| So, write the program correctly. Show me. You just want to fight someone because you're angry, and I don't do that. No matter what someone writes you'll find a way to argue into it being wrong and then prance around declaring "victory". (I'd also bet that you probably couldn't do it if I were the one who got to set the evaluation criteria, and you also couldn't pass other "challenges" like writing proper HTTP handling -- the person who gets to grade the challenge always "wins", which is why you want to be the person who grades the challenge) PEP 383 turned the Python 3 str type into a bag of bytes PEP 383 provided a way to read certain things -- primarily filesystem paths which can be basically anything -- using an escape mechanism to replace non-decodable bytes with surrogates when decoding to string, which in turn allow losslessly transforming back to the original bag of bytes. Which is necessary, because there are real filesystems out there that really have paths and names that can never validly decode from any known text encoding. It doesn't turn strings into "bags of bytes"; the resulting str still is an iterable of actual valid Unicode code points. Python tries to sweep encodings under the rug. As the saying goes, you can't reason someone out of a position they didn't reason their way into, so I won't try here. Python 3 encourages developers to write broken string handling code. Python 3 no longer tries to cover for the random gibberish that's legal to put in filesystem paths, and makes the developer handle it. Are there lots of developers out there who don't realize that filesystem paths can legally contain undecodable garbage? Sure. That's not Python's problem to solve, though; it gives you the surrogateescape handler, and the fsencode helper, and keeps working on things like PEP 538 and PEP 540 to try to give you tools to work around it. But Python can't magically fix the mess that is UNIX locales and bag-of-bytes paths (nothing can, short of burning UNIX down and starting over), and doesn't try to do it for you. |
Unix has its own problems, but the program avian wrote works correctly on Linux. Most encoding issues I encountered when working with Python 3 were on Windows.
PEP 383 was making the best of a bad situation without breaking the API again.
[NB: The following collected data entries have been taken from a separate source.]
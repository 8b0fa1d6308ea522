//! API Handlers
//!
//! HTTP request handlers for each cache server endpoint.

use std::sync::Arc;
use std::time::Duration;

use axum::{
    extract::{Query, State},
    http::StatusCode,
    response::{IntoResponse, Response},
    Json,
};
use serde_json::Value;
use tracing::info;

use crate::cache::{ExpiringCache, LoggingEvictionListener};
use crate::config::Config;
use crate::error::{ApiError, Operation, Result};
use crate::models::{
    parse_payload, CacheQuery, DeleteResponse, HealthResponse, HitResponse, MissResponse,
    SetResponse, StatsResponse,
};

/// Application state shared across all handlers.
///
/// The cache is internally synchronized, so handlers share it through a
/// plain `Arc`.
#[derive(Clone)]
pub struct AppState {
    /// Expiring cache holding JSON or plain-text payloads
    pub cache: Arc<ExpiringCache<Value>>,
    /// TTL used when a store request omits `ttl`
    pub default_ttl: Duration,
}

impl AppState {
    /// Creates a new AppState around the given cache.
    pub fn new(cache: ExpiringCache<Value>, default_ttl: Duration) -> Self {
        Self {
            cache: Arc::new(cache),
            default_ttl,
        }
    }

    /// Creates a new AppState from configuration.
    ///
    /// Evictions are reported to the log.
    pub fn from_config(config: &Config) -> Self {
        let cache = ExpiringCache::new(config.sliding_window())
            .with_listener(Arc::new(LoggingEvictionListener));
        Self::new(cache, config.default_ttl())
    }
}

/// Handler for GET /api/cache?key=K
///
/// Returns the cached value with its timestamps, or 404 on a miss.
pub async fn get_handler(
    State(state): State<AppState>,
    Query(query): Query<CacheQuery>,
) -> Result<Response> {
    let key = query.key().ok_or(ApiError::MissingKey(Operation::Get))?;

    match state.cache.get(key) {
        Some(hit) => {
            info!("Cache HIT for key: {}", key);
            Ok(Json(HitResponse::new(key, hit)).into_response())
        }
        None => {
            info!("Cache MISS for key: {}", key);
            Ok((StatusCode::NOT_FOUND, Json(MissResponse::new(key))).into_response())
        }
    }
}

/// Handler for POST and PUT /api/cache?key=K&ttl=S
///
/// Stores the request body, parsed as JSON when possible, for `ttl` seconds.
pub async fn set_handler(
    State(state): State<AppState>,
    Query(query): Query<CacheQuery>,
    body: String,
) -> Result<Json<SetResponse>> {
    let key = query.key().ok_or(ApiError::MissingKey(Operation::Set))?;
    if body.is_empty() {
        return Err(ApiError::EmptyBody);
    }
    let ttl = query.ttl_or(state.default_ttl).map_err(ApiError::InvalidTtl)?;

    let value = parse_payload(&body);
    let meta = state.cache.set(key, value.clone(), ttl);
    info!("Cached item with key: {}, TTL: {} seconds", key, ttl.as_secs());

    Ok(Json(SetResponse::new(key, value, meta, ttl)))
}

/// Handler for DELETE /api/cache?key=K
///
/// Reports whether the key held an entry, even an expired one.
pub async fn delete_handler(
    State(state): State<AppState>,
    Query(query): Query<CacheQuery>,
) -> Result<Json<DeleteResponse>> {
    let key = query.key().ok_or(ApiError::MissingKey(Operation::Delete))?;

    let existed = state.cache.delete(key);
    info!("Cache item removed: key={}, existed={}", key, existed);

    Ok(Json(DeleteResponse::new(key, existed)))
}

/// Fallback for any other method on /api/cache
pub async fn unsupported_method_handler() -> ApiError {
    ApiError::UnsupportedMethod
}

/// Handler for GET /stats
pub async fn stats_handler(State(state): State<AppState>) -> Json<StatsResponse> {
    Json(StatsResponse::from(state.cache.stats()))
}

/// Handler for GET /health
pub async fn health_handler() -> Json<HealthResponse> {
    Json(HealthResponse::healthy())
}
The real mistake was having the functions return strings in 3.0. The operating system APIs should have returned path objects that require an explicit conversion to string with an explicit error handling mechanism.
Python gives you all the tools you need to do this right, but they're easy to unknowingly use in ways that break on corner cases. A well-defined API should guide you towards the correct solution and should make pitfalls obvious.
In any case, I should probably give it a rest. I work hard to make sure my programs do this stuff right, and I suppose that's all I can really do.